# [Provided records]
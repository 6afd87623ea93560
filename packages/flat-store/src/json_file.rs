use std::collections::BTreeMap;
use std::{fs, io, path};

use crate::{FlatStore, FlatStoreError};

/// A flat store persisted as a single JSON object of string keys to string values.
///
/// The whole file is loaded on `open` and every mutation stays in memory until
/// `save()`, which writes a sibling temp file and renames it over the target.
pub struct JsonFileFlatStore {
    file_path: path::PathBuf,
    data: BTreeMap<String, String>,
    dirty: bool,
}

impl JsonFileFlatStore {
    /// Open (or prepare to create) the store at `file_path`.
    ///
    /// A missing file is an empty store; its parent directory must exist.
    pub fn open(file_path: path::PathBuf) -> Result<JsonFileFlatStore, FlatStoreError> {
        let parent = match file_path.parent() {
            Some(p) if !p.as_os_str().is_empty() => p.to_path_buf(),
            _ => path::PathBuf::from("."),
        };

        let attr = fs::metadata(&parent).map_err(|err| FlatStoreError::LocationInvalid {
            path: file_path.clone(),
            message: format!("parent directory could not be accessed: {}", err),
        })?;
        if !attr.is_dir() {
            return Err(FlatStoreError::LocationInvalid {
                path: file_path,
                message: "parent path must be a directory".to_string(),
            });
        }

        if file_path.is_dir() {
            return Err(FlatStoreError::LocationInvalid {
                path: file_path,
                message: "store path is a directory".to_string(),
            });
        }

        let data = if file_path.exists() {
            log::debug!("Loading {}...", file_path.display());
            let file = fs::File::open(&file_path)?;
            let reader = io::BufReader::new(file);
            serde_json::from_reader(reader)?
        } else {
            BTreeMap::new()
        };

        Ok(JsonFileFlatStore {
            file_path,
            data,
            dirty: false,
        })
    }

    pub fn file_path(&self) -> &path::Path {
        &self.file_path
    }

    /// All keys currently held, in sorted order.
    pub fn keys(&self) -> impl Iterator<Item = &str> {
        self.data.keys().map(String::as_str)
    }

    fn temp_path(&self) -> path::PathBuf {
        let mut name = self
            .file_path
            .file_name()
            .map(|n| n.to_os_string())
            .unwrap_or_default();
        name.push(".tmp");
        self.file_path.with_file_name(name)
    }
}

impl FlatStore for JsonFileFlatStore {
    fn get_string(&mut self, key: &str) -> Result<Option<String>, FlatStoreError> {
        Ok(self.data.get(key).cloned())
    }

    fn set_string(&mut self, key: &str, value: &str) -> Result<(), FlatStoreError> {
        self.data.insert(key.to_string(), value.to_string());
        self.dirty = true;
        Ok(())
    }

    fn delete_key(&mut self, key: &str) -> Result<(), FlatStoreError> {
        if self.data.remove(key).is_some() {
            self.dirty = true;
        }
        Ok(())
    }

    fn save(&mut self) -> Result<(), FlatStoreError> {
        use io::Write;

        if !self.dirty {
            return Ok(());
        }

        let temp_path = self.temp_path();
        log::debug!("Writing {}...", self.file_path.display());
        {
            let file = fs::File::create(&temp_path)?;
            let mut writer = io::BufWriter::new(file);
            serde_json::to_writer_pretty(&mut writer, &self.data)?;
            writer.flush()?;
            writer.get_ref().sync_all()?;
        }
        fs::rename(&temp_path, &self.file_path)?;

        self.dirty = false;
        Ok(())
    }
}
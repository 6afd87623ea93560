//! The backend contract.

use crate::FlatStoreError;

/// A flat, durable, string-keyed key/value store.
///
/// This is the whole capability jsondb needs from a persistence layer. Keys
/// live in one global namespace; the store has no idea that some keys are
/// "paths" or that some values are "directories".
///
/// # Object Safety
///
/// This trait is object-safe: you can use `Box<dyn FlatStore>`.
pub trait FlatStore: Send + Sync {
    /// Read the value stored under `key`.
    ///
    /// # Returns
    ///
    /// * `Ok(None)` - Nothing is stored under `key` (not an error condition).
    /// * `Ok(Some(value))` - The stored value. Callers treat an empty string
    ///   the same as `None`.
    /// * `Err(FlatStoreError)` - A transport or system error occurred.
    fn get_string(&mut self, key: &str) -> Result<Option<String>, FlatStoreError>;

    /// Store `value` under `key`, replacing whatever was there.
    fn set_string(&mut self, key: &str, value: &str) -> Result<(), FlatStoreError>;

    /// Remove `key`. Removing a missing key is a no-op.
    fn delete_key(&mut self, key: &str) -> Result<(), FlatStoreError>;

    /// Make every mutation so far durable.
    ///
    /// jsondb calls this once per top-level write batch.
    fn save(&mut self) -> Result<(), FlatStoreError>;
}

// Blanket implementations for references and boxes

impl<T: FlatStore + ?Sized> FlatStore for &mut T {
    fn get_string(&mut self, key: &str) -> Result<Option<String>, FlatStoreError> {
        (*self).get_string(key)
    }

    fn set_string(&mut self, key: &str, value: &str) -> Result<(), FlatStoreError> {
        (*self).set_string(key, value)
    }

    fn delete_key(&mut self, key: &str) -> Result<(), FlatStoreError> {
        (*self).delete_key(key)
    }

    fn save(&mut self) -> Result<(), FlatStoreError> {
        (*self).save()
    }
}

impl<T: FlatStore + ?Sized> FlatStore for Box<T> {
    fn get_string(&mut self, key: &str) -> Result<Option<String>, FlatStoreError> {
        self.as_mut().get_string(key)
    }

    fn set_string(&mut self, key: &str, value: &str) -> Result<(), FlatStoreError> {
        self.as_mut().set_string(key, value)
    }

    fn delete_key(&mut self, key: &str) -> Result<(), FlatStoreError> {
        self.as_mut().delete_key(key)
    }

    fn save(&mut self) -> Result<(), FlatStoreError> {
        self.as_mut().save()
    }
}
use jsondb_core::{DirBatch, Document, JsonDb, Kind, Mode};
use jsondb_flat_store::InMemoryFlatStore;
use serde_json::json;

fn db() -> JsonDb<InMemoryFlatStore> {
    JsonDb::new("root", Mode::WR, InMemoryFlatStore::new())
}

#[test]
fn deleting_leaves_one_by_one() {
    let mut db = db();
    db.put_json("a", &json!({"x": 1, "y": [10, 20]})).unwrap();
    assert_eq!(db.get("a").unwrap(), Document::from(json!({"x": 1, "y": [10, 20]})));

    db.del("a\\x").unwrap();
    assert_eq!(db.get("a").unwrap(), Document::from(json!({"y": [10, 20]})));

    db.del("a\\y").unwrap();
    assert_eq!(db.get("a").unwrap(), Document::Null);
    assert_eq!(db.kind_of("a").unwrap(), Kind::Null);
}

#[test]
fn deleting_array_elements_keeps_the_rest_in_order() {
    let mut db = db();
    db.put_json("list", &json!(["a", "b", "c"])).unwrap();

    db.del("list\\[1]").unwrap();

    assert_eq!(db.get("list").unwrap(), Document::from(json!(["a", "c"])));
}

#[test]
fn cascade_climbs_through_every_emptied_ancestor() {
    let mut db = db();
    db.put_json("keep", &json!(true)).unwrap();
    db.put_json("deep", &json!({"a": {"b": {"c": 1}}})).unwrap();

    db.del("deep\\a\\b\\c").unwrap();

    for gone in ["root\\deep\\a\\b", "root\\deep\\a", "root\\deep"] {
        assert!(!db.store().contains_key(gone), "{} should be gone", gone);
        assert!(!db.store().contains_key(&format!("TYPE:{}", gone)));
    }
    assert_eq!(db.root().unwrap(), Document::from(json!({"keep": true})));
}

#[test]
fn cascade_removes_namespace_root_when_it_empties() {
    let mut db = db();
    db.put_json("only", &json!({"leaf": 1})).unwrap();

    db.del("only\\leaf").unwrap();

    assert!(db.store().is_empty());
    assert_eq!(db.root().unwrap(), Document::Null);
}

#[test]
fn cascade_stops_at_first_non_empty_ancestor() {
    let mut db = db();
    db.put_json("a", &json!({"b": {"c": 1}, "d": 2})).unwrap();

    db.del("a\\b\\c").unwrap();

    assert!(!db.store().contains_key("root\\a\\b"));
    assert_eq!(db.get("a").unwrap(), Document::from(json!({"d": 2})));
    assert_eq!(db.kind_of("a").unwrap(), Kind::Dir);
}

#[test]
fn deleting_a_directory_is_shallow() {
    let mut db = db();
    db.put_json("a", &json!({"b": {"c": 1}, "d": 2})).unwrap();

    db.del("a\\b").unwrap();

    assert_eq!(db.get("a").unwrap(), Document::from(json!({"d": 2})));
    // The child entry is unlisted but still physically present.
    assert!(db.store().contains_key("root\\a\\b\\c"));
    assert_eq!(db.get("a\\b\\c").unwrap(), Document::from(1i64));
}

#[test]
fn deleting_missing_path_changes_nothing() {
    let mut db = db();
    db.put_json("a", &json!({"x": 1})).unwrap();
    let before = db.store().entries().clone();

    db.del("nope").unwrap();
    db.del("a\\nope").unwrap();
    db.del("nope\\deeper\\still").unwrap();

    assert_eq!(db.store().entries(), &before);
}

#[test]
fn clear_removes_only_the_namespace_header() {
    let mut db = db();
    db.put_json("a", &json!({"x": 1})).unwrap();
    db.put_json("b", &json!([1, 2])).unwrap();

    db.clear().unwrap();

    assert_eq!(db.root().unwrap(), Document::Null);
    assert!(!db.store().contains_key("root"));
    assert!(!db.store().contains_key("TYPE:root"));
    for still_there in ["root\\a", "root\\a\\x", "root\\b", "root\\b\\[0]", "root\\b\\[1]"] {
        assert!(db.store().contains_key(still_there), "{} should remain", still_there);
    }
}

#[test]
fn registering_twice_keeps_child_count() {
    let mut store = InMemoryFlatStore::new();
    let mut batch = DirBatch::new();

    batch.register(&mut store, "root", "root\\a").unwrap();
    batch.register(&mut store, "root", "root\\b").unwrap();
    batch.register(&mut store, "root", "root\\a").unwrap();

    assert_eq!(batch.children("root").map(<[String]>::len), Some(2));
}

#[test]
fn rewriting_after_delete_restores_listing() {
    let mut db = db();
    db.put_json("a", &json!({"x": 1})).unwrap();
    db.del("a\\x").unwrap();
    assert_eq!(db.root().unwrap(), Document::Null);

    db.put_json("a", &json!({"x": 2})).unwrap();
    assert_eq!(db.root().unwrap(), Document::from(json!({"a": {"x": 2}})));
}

# [Exercise brief]
Go line by line through the records and copy those that contain the word "parent".

# [The completed task]
    /// A missing file is an empty store; its parent directory must exist.
        let parent = match file_path.parent() {
        let attr = fs::metadata(&parent).map_err(|err| FlatStoreError::LocationInvalid {
            message: format!("parent directory could not be accessed: {}", err),
                message: "parent path must be a directory".to_string(),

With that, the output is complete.